Given the brevity of the shutdown and the fact that most of it occurred over a weekend, Sen. Jim Risch, R-Idaho, indicated its impact was likely minimal, but he still takes issue with the concept of one party holding the government hostage.

“Look, nobody likes it,” he said. “We were elected to govern, not to not govern…. The country wants governance and you need governance.”

He has sponsored a bill that would prevent shutdowns, with funding just continuing at the same levels if budget agreements are not reached and decreasing slowly over time.

Signaling the difficulty of crafting an immigration compromise palatable to both sides, Risch objected to dealing with the Dreamers’ status on its own, which is what Democrats would prefer.

“What I would say no to would be just a bill that nothing but give citizenship to the people that are here illegally,” Risch said. “All that does is work on the symbol, it doesn’t work on the problem.”

The problem, he added, is people coming to the country illegally, and new border security measures would prevent that. He also agrees with Trump that chain migration and the diversity lottery need to go, and he wants to see a guest worker program that benefits both businesses and foreign workers.

Sen. Tom Cotton, R-Ark., also called for a comprehensive approach that includes all of these elements.

“I think if we approach this problem of illegal immigrants who were brought here through no fault of their own, we need to be generous and humane but we have to be responsible as well,” he said.

According to Sen. Gary Peters, D-Mich., lawmakers are now working hard to find a bipartisan solution that treats the Dreamers fairly.

“They are American in any way that you can describe it, but many of them are going to deported if we don’t take action by March 5,” he said.

Though protections do ostensibly expire on March 5, Cotton pointed to a federal court ruling in California that has allowed the administration to start renewing DACA permits.
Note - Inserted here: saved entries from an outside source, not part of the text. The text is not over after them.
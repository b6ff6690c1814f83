//! Embedding provider trait and embedding provenance.

use std::fmt;

use async_trait::async_trait;
use serde::{Deserialize, Serialize};

use crate::error::Result;

/// A provider that generates vector embeddings from text input.
///
/// Implementations wrap specific embedding backends (Gemini, OpenAI, etc.)
/// behind a unified async interface. They report failures as errors and
/// leave retries and fallbacks to [`ResilientEmbedder`](crate::ResilientEmbedder),
/// which calls them once per input.
///
/// # Example
///
/// ```rust,ignore
/// use docchat_rag::EmbeddingProvider;
///
/// let provider = MyEmbeddingProvider::new();
/// let embedding = provider.embed("hello world").await?;
/// assert_eq!(embedding.len(), provider.dimensions());
/// ```
#[async_trait]
pub trait EmbeddingProvider: Send + Sync {
    /// Generate an embedding vector for a single text input.
    async fn embed(&self, text: &str) -> Result<Vec<f32>>;

    /// Generate embeddings for several inputs.
    ///
    /// The default implementation calls [`embed`](Self::embed) sequentially
    /// and stops at the first error.
    async fn embed_batch(&self, texts: &[&str]) -> Result<Vec<Vec<f32>>> {
        let mut embeddings = Vec::with_capacity(texts.len());
        for text in texts {
            embeddings.push(self.embed(text).await?);
        }
        Ok(embeddings)
    }

    /// Return the dimensionality of embeddings produced by this provider.
    fn dimensions(&self) -> usize;

    /// Provider name, used in logs and errors.
    fn name(&self) -> &str {
        "embedding"
    }
}

/// Why an [`Embedding`] was synthesised instead of obtained from a provider.
#[derive(Debug, Clone, PartialEq, Eq, Serialize, Deserialize)]
#[serde(tag = "kind", rename_all = "snake_case")]
pub enum FallbackReason {
    /// The input was empty or whitespace; the vector is all zeros.
    EmptyInput,
    /// No provider is configured; the vector is random.
    Unconfigured,
    /// Every attempt failed; the vector is random.
    ProviderFailed {
        /// How many attempts were made.
        attempts: u32,
        /// The last failure.
        message: String,
    },
}

impl fmt::Display for FallbackReason {
    fn fmt(&self, f: &mut fmt::Formatter<'_>) -> fmt::Result {
        match self {
            FallbackReason::EmptyInput => f.write_str("empty input"),
            FallbackReason::Unconfigured => f.write_str("no embedding provider configured"),
            FallbackReason::ProviderFailed { attempts, message } => {
                write!(f, "provider failed after {attempts} attempts: {message}")
            }
        }
    }
}

/// An embedding vector tagged with where it came from.
///
/// Fallback vectors keep index construction total but carry no semantic
/// signal; callers can use [`is_fallback`](Embedding::is_fallback) to tell
/// them apart.
#[derive(Debug, Clone, PartialEq, Serialize, Deserialize)]
pub enum Embedding {
    /// Returned by the embedding provider.
    Provided(Vec<f32>),
    /// Synthesised locally.
    Fallback {
        /// The substitute vector.
        vector: Vec<f32>,
        /// Why it was substituted.
        reason: FallbackReason,
    },
}

impl Embedding {
    /// The vector, regardless of provenance.
    pub fn vector(&self) -> &[f32] {
        match self {
            Embedding::Provided(vector) | Embedding::Fallback { vector, .. } => vector,
        }
    }

    /// Consume the embedding and return its vector.
    pub fn into_vector(self) -> Vec<f32> {
        match self {
            Embedding::Provided(vector) | Embedding::Fallback { vector, .. } => vector,
        }
    }

    /// Whether the vector was synthesised.
    pub fn is_fallback(&self) -> bool {
        matches!(self, Embedding::Fallback { .. })
    }

    /// The fallback reason, if any.
    pub fn fallback_reason(&self) -> Option<&FallbackReason> {
        match self {
            Embedding::Provided(_) => None,
            Embedding::Fallback { reason, .. } => Some(reason),
        }
    }
}
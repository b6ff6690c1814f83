//! # docchat-rag
//!
//! Retrieval core for docchat: turn an uploaded text document into a vector
//! index, retrieve the chunks most similar to a question, and assemble the
//! generation prompt.
//!
//! ## Overview
//!
//! - [`Chunker`] / [`LineChunker`] - split a [`Document`] into [`Chunk`]s
//! - [`EmbeddingProvider`] - backend seam (Gemini, OpenAI, offline mocks)
//! - [`ResilientEmbedder`] - total embedding with retry, backoff and fallback vectors
//! - [`VectorIndex`] - cosine-similarity top-k over one document
//! - [`RetrievalEngine`] - load/replace the active index and retrieve
//! - [`PromptAssembler`] - knowledge-base and web-search sections plus the question
//!
//! ## Features
//!
//! - `gemini` (default) - [`gemini::GeminiEmbeddingProvider`]
//! - `openai` - [`openai::OpenAIEmbeddingProvider`]

pub mod chunking;
pub mod config;
pub mod document;
pub mod embedding;
pub mod error;
#[cfg(feature = "gemini")]
pub mod gemini;
pub mod index;
pub mod mock;
#[cfg(feature = "openai")]
pub mod openai;
pub mod prompt;
pub mod resilient;
pub mod retrieval;

pub use chunking::{Chunker, LineChunker, ParagraphChunker};
pub use config::{RagConfig, RagConfigBuilder};
pub use document::{Chunk, Document, IndexSummary, ScoredChunk};
pub use embedding::{Embedding, EmbeddingProvider, FallbackReason};
pub use error::{RagError, Result};
#[cfg(feature = "gemini")]
pub use gemini::GeminiEmbeddingProvider;
pub use index::{VectorIndex, cosine_similarity};
#[cfg(feature = "openai")]
pub use openai::OpenAIEmbeddingProvider;
pub use prompt::{PromptAssembler, mode_instruction};
pub use resilient::ResilientEmbedder;
pub use retrieval::{RetrievalEngine, RetrievalEngineBuilder};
The government is appealing that ruling, but absent a stay on the order, it currently provides a temporary reprieve.

“That’s not a good solution in the long term. We want a legislative solution, but that’s the status quo right now,” Cotton said.

Sen. Mike Lee, R-Utah, one of two Republicans to vote against the continuing resolution reopening the government Monday, said his opposition was meant to register disapproval with the process.

“This has got to change,” he said. “It’s never going to change as long as people vote yes for them.”

Without a functional budgeting process, he fears Congress will inevitably continue to find itself on the brink of shutdowns again and again, which is bad for the country and the government.

“This is something based on a concern that the American people are harmed and made more distant every time we do it this way,” he said.

As he has when faced with Senate gridlock before, President Trump tweeted out a demand that the chamber eliminate the legislative filibuster, which enables the minority to block bills that do not have the support of 60 members.

Wyden bluntly dismissed that suggestion.

“I think it was clear that was a non-starter,” he said. “You do that and all of a sudden you turn the U.S. Senate into a body without real debate.”

However, Risch observed that Democrats killed the filibuster for most appointments under Obama and Republicans nuked it for Supreme Court nominees last year. Getting rid of it, at least for government funding legislation, makes some sense to him.

“It’s becoming more and more apparent the majority party needs to be able to, with a 51-vote instead of a 60-vote, fund the government,” he said.

Risch added that this is something lawmakers have been discussing for a while.

“If the Republicans don’t do it, I have every confidence the Democrats are going to do it when they’re in charge,” he said.